WWN’s Horoscopes
aries
21 March – 20 April

Your bills aren’t “stacking up”, you have them all arranged in a very tidy fashion.
taurus
21 April – 21 May

You go on holidays without posting a picture of a pint from the airport! Shite!
gemini
May 21 – June 20

You spend a day dividing Cheerios up into 5 different bowls.
cancer
June 21 – July 22

You make plans to have your First Communion again.
leo
July 23 – August 22

You get arrested as part of an ongoing investigation into total ledgebags.
virgo
August 23 – September 22

Everything you own has ‘a knack to it’.
libra
September 23 – October 22

It’s true what they say; never meet your heroes when they’re doing 80mph in the wrong lane.
scorpio
October 23 – November 21

You fail to make the Under-9s hurling team for the 7th year in a row.
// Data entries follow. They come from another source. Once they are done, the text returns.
// LLM prompt constants for the daily planner.

/// System prompt for day-wise planning — enforces JSON-only output.
pub const DAILY_PLAN_SYSTEM: &str = "You are a study planner. Given a structured \
    learning roadmap, map its milestones and tasks into a day-wise plan \
    covering at least 7 days. \
    You MUST respond with valid JSON only. \
    Do NOT include any text outside the JSON object. \
    Do NOT use markdown code fences.";

/// Daily plan prompt template.
/// Replace: {start_date}, {hours_per_day}, {roadmap_json}
pub const DAILY_PLAN_PROMPT_TEMPLATE: &str = r#"Build a day-wise study plan.

Start date: {start_date}
Hours available per day: {hours_per_day}

Roadmap:
{roadmap_json}

Return a JSON object:
{
  "days": [
    {
      "date": "YYYY-MM-DD",
      "focus": "which milestone this day advances",
      "activities": ["a concrete activity sized to the daily hours"]
    }
  ]
}

Cover at least 7 days, walking the roadmap in order."#;
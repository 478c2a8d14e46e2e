use axum::{extract::State, http::StatusCode, Json};
use serde::Deserialize;

use crate::auth::password::{hash_password, validate_strength, verify_password};
use crate::errors::AppError;
use crate::models::user::{UserRow, UserView};
use crate::state::AppState;

#[derive(Debug, Deserialize)]
pub struct SignupRequest {
    pub name: String,
    pub email: String,
    pub password: String,
    pub confirm_password: String,
}

#[derive(Debug, Deserialize)]
pub struct LoginRequest {
    pub email: String,
    pub password: String,
}

/// POST /api/v1/auth/signup
pub async fn handle_signup(
    State(state): State<AppState>,
    Json(req): Json<SignupRequest>,
) -> Result<(StatusCode, Json<UserView>), AppError> {
    if req.name.trim().is_empty() || req.email.trim().is_empty() || req.password.is_empty() {
        return Err(AppError::Validation(
            "Name, email and password are required".into(),
        ));
    }
    if req.password != req.confirm_password {
        return Err(AppError::Validation("Passwords do not match".into()));
    }
    validate_strength(&req.password).map_err(|msg| AppError::Validation(msg.into()))?;

    if UserRow::fetch_optional(&state.db, &req.email).await?.is_some() {
        return Err(AppError::Validation("User already exists".into()));
    }

    let password_hash = hash_password(&req.password)?;
    let user: UserRow = sqlx::query_as(
        "INSERT INTO users (email, name, password_hash) VALUES ($1, $2, $3) RETURNING *",
    )
    .bind(&req.email)
    .bind(&req.name)
    .bind(&password_hash)
    .fetch_one(&state.db)
    .await?;

    Ok((StatusCode::CREATED, Json(UserView::from(&user))))
}

/// POST /api/v1/auth/login — verifies credentials and returns the user
/// view. Session issuance is the caller's concern.
pub async fn handle_login(
    State(state): State<AppState>,
    Json(req): Json<LoginRequest>,
) -> Result<Json<UserView>, AppError> {
    let user = UserRow::fetch_optional(&state.db, &req.email)
        .await?
        .ok_or(AppError::Unauthorized)?;
    if !verify_password(&req.password, &user.password_hash) {
        return Err(AppError::Unauthorized);
    }
    Ok(Json(UserView::from(&user)))
}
What do these pricks want?
sagittarius
November 22 – December 21

You sign a deal to be on season 2 of Dancing With The Stars. Hey, you’re as much a celebrity as the rest of them.
capricorn
December 22 – January 19

YOU RECEIVE TERRIBLE NEWS ABOUT YOUR PARENTS HEALTH. SORRY FOR SHOUTING BUT OUR CAPS KEY IS BROKEN.
aquarius
January 20 – February 18

Trump grabs you by the glowing orb.
pisces
February 19 – March 20

See a penny, pick it up. All the day, you’ll have a penny. Like, what the fuck are you going to spend it on?